The productivity of learning technologies: a school and learning policy review; it's time to sing the productivity praises of our educational technologies - Statistical Data Included

Technos: Quarterly for Education and Technology, Spring, 2002 by Dale Mann

Technology has transformed the American economy and penetrated important parts of public schooling, yet educators are curiously silent about the productivity effects of technology and schools. Both the explanation for that and the price paid are political. We slow the progress of learning and diminish support from the public because we do not discuss or celebrate gains in productivity. This article reviews a range of examples and describes the near and intermediate term prospects for productivity.

American Economy, Technology, and Productivity

Think of how the 1990s began--America was regarded as a rust-bucket economy producing too few, low-quality products for high prices. Other countries invaded and then dominated all of the continuous production processes that we had invented. Automobiles, steel, electronic assembly--all went overseas.

But the 1990s ended with America as the world's only super-power, economically as well as politically. Forty percent of the growth in the gross domestic product of the 1990s has been attributed to productivity gains enabled by technology. "Non-farm productivity rose at a healthy 2.5 percent annual rate in the quarter (Q2, 01), as businesses produced roughly the same output using less labor.... The unusual feat offers further evidence that, with the help of technology, the economy has emerged from a 20-year productivity slump ..." And, "If productivity gains ... reflect a country made more efficient by computers and the Internet, the long-term average growth of the economy may be about 3.5 percent" (David Leonhardt, "Productivity Still Gaining Despite Slump," New York Times, Wed., Aug. 8, 2001, p. C1).

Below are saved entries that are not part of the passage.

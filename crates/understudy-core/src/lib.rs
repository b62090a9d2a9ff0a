// Copyright 2024 Understudy Contributors
// Licensed under the Apache License, Version 2.0 (the "License");
// you may not use this file except in compliance with the License.
// You may obtain a copy of the License at
//
//     http://www.apache.org/licenses/LICENSE-2.0
//
// Unless required by applicable law or agreed to in writing, software
// distributed under the License is distributed on an "AS IS" BASIS,
// WITHOUT WARRANTIES OR CONDITIONS OF ANY KIND, either express or implied.
// See the License for the specific language governing permissions and
// limitations under the License.

#![deny(unsafe_code)]
#![allow(missing_docs)] // Documentation is incomplete; re-enable once ready

//! Restorable test doubles: spies, stubs and fakes with call logs.
//!
//! Doubles are handed to code directly when it takes its collaborators as
//! trait objects or generics. Code that cannot exposes its replaceable
//! operations as [`Seam`]s, and a [`Registry`] (or a [`Sandbox`]) installs
//! doubles on them and restores the real implementations afterwards.

pub mod behavior;
pub mod call_log;
pub mod config;
pub mod dispatch;
pub mod double;
pub mod errors;
pub mod registry;
pub mod sandbox;
pub mod seam;
pub mod types;

/// Assertion macros and tracing setup for tests
pub mod test_utils;

pub use behavior::{Behavior, Deferred, Original, Reply, YieldMode, YieldSpec};
pub use call_log::{CallLog, CallRecord, DispatchPath, Outcome, Settlement};
pub use config::RegistryConfig;
pub use dispatch::ArgMatcher;
pub use double::Double;
pub use errors::{DoubleError, Fault};
pub use registry::{global, restore, Handle, Registry};
pub use sandbox::Sandbox;
pub use seam::Seam;
pub use types::{Callback, HandleId, OperationKey, TargetId};

/// An unconfigured double. Calls produce no value until it is configured.
pub fn stub<A, R>(name: impl Into<String>) -> Double<A, R>
where
    A: Clone + PartialEq + Send + 'static,
    R: Clone + Send + 'static,
{
    Double::new(name)
}

/// A double that records calls and forwards them to `implementation`.
pub fn spy<A, R, F>(name: impl Into<String>, implementation: F) -> Double<A, R>
where
    A: Clone + PartialEq + Send + 'static,
    R: Clone + Send + 'static,
    F: Fn(A) -> R + Send + Sync + 'static,
{
    Double::spy_on(name, implementation)
}

/// A double preconfigured with `behavior`.
pub fn fake<A, R>(name: impl Into<String>, behavior: Behavior<A, R>) -> Double<A, R>
where
    A: Clone + PartialEq + Send + 'static,
    R: Clone + Send + 'static,
{
    Double::with_behavior(name, behavior)
}

#[cfg(test)]
mod tests {
    use super::*;

    #[test]
    fn free_constructors_build_doubles() {
        let unconfigured: Double<(), i32> = stub("unconfigured");
        assert!(unconfigured.call(()).unwrap().is_no_value());

        let doubled = spy("double", |n: i32| n * 2);
        assert_eq!(doubled.call(21).unwrap().into_value(), Some(42));
        assert!(doubled.was_called_once_with_exactly(&21));

        let failing: Double<(), i32> = fake("failing", Behavior::throws_default());
        assert!(matches!(failing.call(()), Err(DoubleError::Thrown(_))));
    }

    #[test]
    fn global_registry_is_shared() {
        assert_eq!(global().config().label, "global");
        let seam = Seam::function("global_only", |_: ()| 1);
        global().stub(&seam).unwrap().returns(2);
        assert!(global().is_doubled(seam.key()));
        restore();
        assert!(!seam.is_doubled());
    }
}
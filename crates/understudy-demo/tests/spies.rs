// Copyright 2024 Understudy Contributors
// Licensed under the Apache License, Version 2.0 (the "License");
// you may not use this file except in compliance with the License.
// You may obtain a copy of the License at
//
//     http://www.apache.org/licenses/LICENSE-2.0
//
// Unless required by applicable law or agreed to in writing, software
// distributed under the License is distributed on an "AS IS" BASIS,
// WITHOUT WARRANTIES OR CONDITIONS OF ANY KIND, either express or implied.
// See the License for the specific language governing permissions and
// limitations under the License.

//! Spies: recording calls while the real code keeps running.

mod common;

use std::sync::atomic::{AtomicUsize, Ordering};
use std::sync::Arc;
use understudy_core::{
    assert_call_count, assert_called, assert_called_once, assert_called_once_with,
    assert_called_with, Double, Sandbox, Seam,
};
use understudy_demo::callbacks::{run_if, Once};
use understudy_demo::roulette::Roulette;

#[test]
fn spy_on_a_method_records_the_exact_argument() {
    common::init_tracing();
    let sandbox = Sandbox::new();
    let method = Seam::function("method", |_: i32| ());

    let spy = sandbox.spy(&method).unwrap();
    method.call(1).unwrap();

    assert_called!(spy);
    assert_called_once!(spy);
    assert_called_once_with!(spy, 1);
}

#[test]
fn spy_as_a_callback_argument() {
    let callback: Double<(), ()> = Double::new("callback");

    run_if(true, &callback.as_callback());

    assert_called_once!(callback);
}

#[test]
fn spy_skipped_callback_is_not_called() {
    let callback: Double<(), ()> = Double::new("callback");

    run_if(false, &callback.as_callback());

    assert!(!callback.was_called());
}

#[test]
fn call_at_reports_each_calls_arguments() {
    let sandbox = Sandbox::new();
    let roulette = Roulette::new();
    let spy = sandbox.spy(roulette.bet_on_number_seam()).unwrap();

    roulette.bet_on_number(6).unwrap();
    roulette.bet_on_number(8).unwrap();
    roulette.bet_on_number(10).unwrap();

    assert_eq!(spy.call_at(0).map(|call| call.args), Some(6));
    assert_eq!(spy.call_at(1).map(|call| call.args), Some(8));
    assert_eq!(spy.call_at(2).map(|call| call.args), Some(10));
    assert!(spy.call_at(3).is_none());

    let calls = spy.all_calls();
    let args: Vec<u8> = calls.iter().map(|call| call.args).collect();
    assert_eq!(args, vec![6, 8, 10]);
    assert!(calls.windows(2).all(|pair| pair[0].sequence < pair[1].sequence));

    // The spy called through, so the bets reached the table.
    assert_eq!(roulette.bets(), vec![6, 8, 10]);
    assert_call_count!(spy, 3);
    assert_called_with!(spy, 8);
}

#[test]
fn restored_spy_forgets_its_calls() {
    let sandbox = Sandbox::new();
    let roulette = Roulette::new();
    let spy = sandbox.spy(roulette.bet_on_number_seam()).unwrap();
    roulette.bet_on_number(6).unwrap();

    assert!(spy.restore());
    assert_eq!(spy.call_count(), 0);

    roulette.bet_on_number(8).unwrap();
    assert_eq!(spy.call_count(), 0);
    assert_eq!(roulette.bets(), vec![6, 8]);
}

#[test]
fn once_runs_the_wrapped_fake_a_single_time() {
    let callback: Double<(), u32> = Double::new("callback");
    callback.returns(7);
    let wrapped = callback.clone();
    let proxy = Once::new(move || wrapped.call(()).map(|reply| reply.value_or(0)).unwrap_or(0));

    assert_eq!(*proxy.call(), 7);
    assert_eq!(*proxy.call(), 7);

    assert_called_once!(callback);
}

#[test]
fn spies_order_calls_across_doubles() {
    let first: Double<(), ()> = Double::new("first");
    let second: Double<(), ()> = Double::new("second");

    first.call(()).unwrap();
    second.call(()).unwrap();

    assert!(first.was_called_before(&second));
    assert!(second.was_called_after(&first));
    assert!(!second.was_called_before(&first));
}

#[tokio::test(flavor = "multi_thread", worker_threads = 4)]
async fn spy_records_every_concurrent_call() {
    let spy = Arc::new(understudy_core::spy("bet", |n: u32| n));
    let observed = Arc::new(AtomicUsize::new(0));

    let tasks = (0..32u32).map(|n| {
        let spy = Arc::clone(&spy);
        let observed = Arc::clone(&observed);
        tokio::spawn(async move {
            if spy.call(n).unwrap().into_value() == Some(n) {
                observed.fetch_add(1, Ordering::SeqCst);
            }
        })
    });
    for joined in futures::future::join_all(tasks).await {
        joined.unwrap();
    }

    assert_eq!(spy.call_count(), 32);
    assert_eq!(observed.load(Ordering::SeqCst), 32);
    for n in 0..32u32 {
        assert_eq!(spy.call_count_with(&n), 1);
    }
}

How does that happen? Think about the effect of technology on different sectors of the economy.

* Transportation. At the beginning of the 20th Century, transportation meant trains, horses, and "motorcars." But every car built since 1996 has more computing firepower than did the first lunar lander, Apollo 11.

* Finance. Eighty percent of personal banking transactions are done by computer. Rather than wait in line for personal contact with a teller, we use an ATM. ATMs operate in a broadband network and are powered by water-cooled Crays, but learning to use one did not require any of us to go away for a weekend workshop. Banking technology is transparent; school technology is not.

* Communications. When the telegraph first came to Russia, Leo Tolstoy was driving his mother down a country road. She asked what the poles and wires were for, and he replied, "They are used to move words." After watching for a while, she announced that she had not seen any. Today, Norwegian teenagers can use their cell phones to buy a Coca-Cola from a vending machine. Eleven million young adults now use wireless; in three years, the number will quadruple to 43 million (Stephanie Miles, "Wireless Entertainment Attracts Investors," Wall Street Journal, March 6, 2001).

* Agriculture. Farmers were once legend as the most recalcitrant sector of the economy. No more. Tractors are sold with transponders that talk to global positioning satellites and adjust the amount of seed and fertilizer for every meter depending on an on-board computer analysis of the soil composition and moisture.

* Business. First electronic technology and now digital technology have transformed work. Remember "typing pools"? Now we all "word-process" what was once typed by someone else. The smart organization buys its employees laptops, confident that professionalism will promptly blur the lines between company time and personal time, home and work.

American Schooling, Technology, and Productivity

Here are some examples of productivity gains in American schooling and then in education, largely conceived. Schools have made big gains. Twenty years ago, the folklore was that change in schools took 30 years. Consider the 10-year growth represented in Figures 1 and 2.

[FIGURE 1 OMITTED]

A Per Child/Per Month of Gain Example

Imagine that you are required to increase reading scores by one month in grade-level gains. There are two known methods: (1) reduce class sizes from 21 to say, 15 students per class, a technique that requires hiring more adults, or (2) add instructional technology.

According to an analysis from Lewis C. Solmon, both methods will yield the same outcome--a month's increment of learning. But the teacher method is more than seven times more expensive than the technology method. "[T]he total cost figures ... translate into $636 per student per year for class size reduction and $86 for BS/CE [computers]" (Lewis C. Solmon, "Afterword," in Dale Mann, Charol Shakeshaft, Jonathan Becker, and Robert Kottkamp, The West Virginia Story: Achievement Gains from a Statewide Comprehensive Instructional Technology Program, Santa Monica: Milken Family Foundation, p. 49). Every school board in America claims to be interested in "cutting costs," yet in this situation, nearly every school board would hire more adults.

A Per State Example: West Virginia

In 1991, West Virginia was 40th among the American states by per capita income and 33rd in student achievement. The iron link between social-class standing and school-class standing means that per capita income predicts student achievement. In other words: Children from low-income families have low achievement. In 1999, West Virginia's per capita income had not changed, but its pupil performance had moved 22 places up the list to 11th. A study supported by the Milken Family Foundation discounted every explanation for those gains but one: the statewide press to include technology in instruction represented by the "Basic Skills/Computer Education" program (Mann et al., West Virginia).